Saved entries
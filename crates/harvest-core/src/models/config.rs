//! Configuration structures for the extraction pipeline.

use serde::{Deserialize, Serialize};
use std::path::PathBuf;

/// Default OpenAI-compatible endpoint (OpenRouter).
pub const DEFAULT_BASE_URL: &str = "https://openrouter.ai/api/v1";

/// Default model identifier.
pub const DEFAULT_MODEL: &str = "google/gemini-2.5-flash";

/// Default value for the `X-Title` request header.
pub const DEFAULT_TITLE: &str = "pdfharvest";

/// Main configuration for the pdfharvest pipeline.
#[derive(Debug, Clone, Default, Serialize, Deserialize)]
#[serde(default)]
pub struct HarvestConfig {
    /// Model service configuration.
    pub llm: LlmConfig,

    /// PDF processing configuration.
    pub pdf: PdfConfig,

    /// OCR configuration.
    pub ocr: OcrConfig,

    /// OCR model file locations.
    pub models: ModelConfig,
}

/// Model service configuration.
///
/// Credentials are never read from the environment here; the caller fills
/// them in before handing the config to the invoker.
#[derive(Debug, Clone, Serialize, Deserialize)]
#[serde(default)]
pub struct LlmConfig {
    /// Base URL of the chat completions API.
    pub base_url: String,

    /// Model identifier.
    pub model: String,

    /// API key.
    #[serde(skip_serializing_if = "Option::is_none")]
    pub api_key: Option<String>,

    /// Optional `HTTP-Referer` header.
    #[serde(skip_serializing_if = "Option::is_none")]
    pub referer: Option<String>,

    /// Optional `X-Title` header.
    #[serde(skip_serializing_if = "Option::is_none")]
    pub title: Option<String>,

    /// Sampling temperature.
    pub temperature: f32,

    /// Request timeout in seconds.
    pub timeout_secs: u64,
}

impl Default for LlmConfig {
    fn default() -> Self {
        Self {
            base_url: DEFAULT_BASE_URL.to_string(),
            model: DEFAULT_MODEL.to_string(),
            api_key: None,
            referer: None,
            title: Some(DEFAULT_TITLE.to_string()),
            temperature: 0.0,
            timeout_secs: 120,
        }
    }
}

/// PDF processing and text-source selection configuration.
#[derive(Debug, Clone, Serialize, Deserialize)]
#[serde(default)]
pub struct PdfConfig {
    /// DPI for rendering PDF pages to images.
    pub render_dpi: u32,

    /// Longest edge allowed for a rendered page, in pixels.
    pub max_render_edge: u32,

    /// Native text longer than this many characters counts as substantial.
    pub substantial_text_chars: usize,

    /// OCR replaces substantial native text when it is this many times longer.
    pub ocr_preference_ratio: f64,
}

impl Default for PdfConfig {
    fn default() -> Self {
        Self {
            render_dpi: 300,
            max_render_edge: 4000,
            substantial_text_chars: 50,
            ocr_preference_ratio: 1.5,
        }
    }
}

/// OCR engine configuration.
#[derive(Debug, Clone, Serialize, Deserialize)]
#[serde(default)]
pub struct OcrConfig {
    /// Run OCR at all.
    pub enabled: bool,

    /// Stop trying recognition variants once output exceeds this length.
    pub sufficient_chars: usize,

    /// Keep `[UNK]` tokens in recognized text.
    pub keep_unk: bool,
}

impl Default for OcrConfig {
    fn default() -> Self {
        Self {
            enabled: true,
            sufficient_chars: 100,
            keep_unk: false,
        }
    }
}

/// Model file paths.
#[derive(Debug, Clone, Serialize, Deserialize)]
#[serde(default)]
pub struct ModelConfig {
    /// Directory containing model files.
    pub model_dir: PathBuf,

    /// Text detection model file name.
    pub detection_model: String,

    /// Text recognition model file name.
    pub recognition_model: String,

    /// Character dictionary file name.
    pub dictionary: String,
}

impl Default for ModelConfig {
    fn default() -> Self {
        Self {
            model_dir: PathBuf::from("models"),
            detection_model: "det.onnx".to_string(),
            recognition_model: "latin_rec.onnx".to_string(),
            dictionary: "latin_dict.txt".to_string(),
        }
    }
}

impl ModelConfig {
    /// Paths of every file the OCR engine needs, in load order.
    pub fn required_files(&self) -> [PathBuf; 3] {
        [
            self.model_dir.join(&self.detection_model),
            self.model_dir.join(&self.recognition_model),
            self.model_dir.join(&self.dictionary),
        ]
    }

    /// Whether all model files are present.
    pub fn is_complete(&self) -> bool {
        self.required_files().iter().all(|p| p.exists())
    }
}

impl HarvestConfig {
    /// Load configuration from a JSON file.
    pub fn from_file(path: &std::path::Path) -> Result<Self, std::io::Error> {
        let content = std::fs::read_to_string(path)?;
        serde_json::from_str(&content).map_err(|e| {
            std::io::Error::new(std::io::ErrorKind::InvalidData, e.to_string())
        })
    }

    /// Save configuration to a JSON file.
    pub fn save(&self, path: &std::path::Path) -> Result<(), std::io::Error> {
        let content = serde_json::to_string_pretty(self).map_err(|e| {
            std::io::Error::new(std::io::ErrorKind::InvalidData, e.to_string())
        })?;
        std::fs::write(path, content)
    }
}
//! Image variants fed to the recognizer.
//!
//! Different scans respond to different cleanup, so a page is recognized
//! under several variants and the longest text wins.

use image::{DynamicImage, GrayImage, Luma};
use tracing::trace;

/// One preprocessing variant applied before recognition.
#[derive(Debug, Clone, Copy, PartialEq, Eq)]
pub enum OcrVariant {
    /// The rendered page as-is.
    Original,
    /// Grayscale with the histogram stretched to the full range.
    Contrast,
    /// Black/white at the mean intensity.
    Binarized,
    /// Enlarged by half, for small print.
    Upscaled,
}

impl OcrVariant {
    /// Variants in the order they are tried.
    pub const ALL: [OcrVariant; 4] = [
        OcrVariant::Original,
        OcrVariant::Contrast,
        OcrVariant::Binarized,
        OcrVariant::Upscaled,
    ];

    /// Produce the variant image.
    pub fn apply(self, image: &DynamicImage) -> DynamicImage {
        trace!("Preparing OCR variant {:?}", self);
        match self {
            OcrVariant::Original => image.clone(),
            OcrVariant::Contrast => DynamicImage::ImageLuma8(stretch_contrast(&image.to_luma8())),
            OcrVariant::Binarized => DynamicImage::ImageLuma8(binarize(&image.to_luma8())),
            OcrVariant::Upscaled => {
                let width = image.width() + image.width() / 2;
                let height = image.height() + image.height() / 2;
                image.resize_exact(width, height, image::imageops::FilterType::CatmullRom)
            }
        }
    }
}

fn stretch_contrast(gray: &GrayImage) -> GrayImage {
    let (min, max) = gray
        .pixels()
        .fold((u8::MAX, u8::MIN), |(lo, hi), p| (lo.min(p[0]), hi.max(p[0])));
    if max <= min {
        return gray.clone();
    }
    let range = f32::from(max - min);
    GrayImage::from_fn(gray.width(), gray.height(), |x, y| {
        let value = f32::from(gray.get_pixel(x, y)[0] - min) / range * 255.0;
        Luma([value.round() as u8])
    })
}

fn binarize(gray: &GrayImage) -> GrayImage {
    let count = u64::from(gray.width()) * u64::from(gray.height());
    if count == 0 {
        return gray.clone();
    }
    let sum: u64 = gray.pixels().map(|p| u64::from(p[0])).sum();
    let threshold = (sum / count) as u8;
    GrayImage::from_fn(gray.width(), gray.height(), |x, y| {
        if gray.get_pixel(x, y)[0] > threshold {
            Luma([255])
        } else {
            Luma([0])
        }
    })
}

# What you have to do
The lines above that hold the word "service" should be found and copied out.

# Final answer
    /// Model service configuration.
/// Model service configuration.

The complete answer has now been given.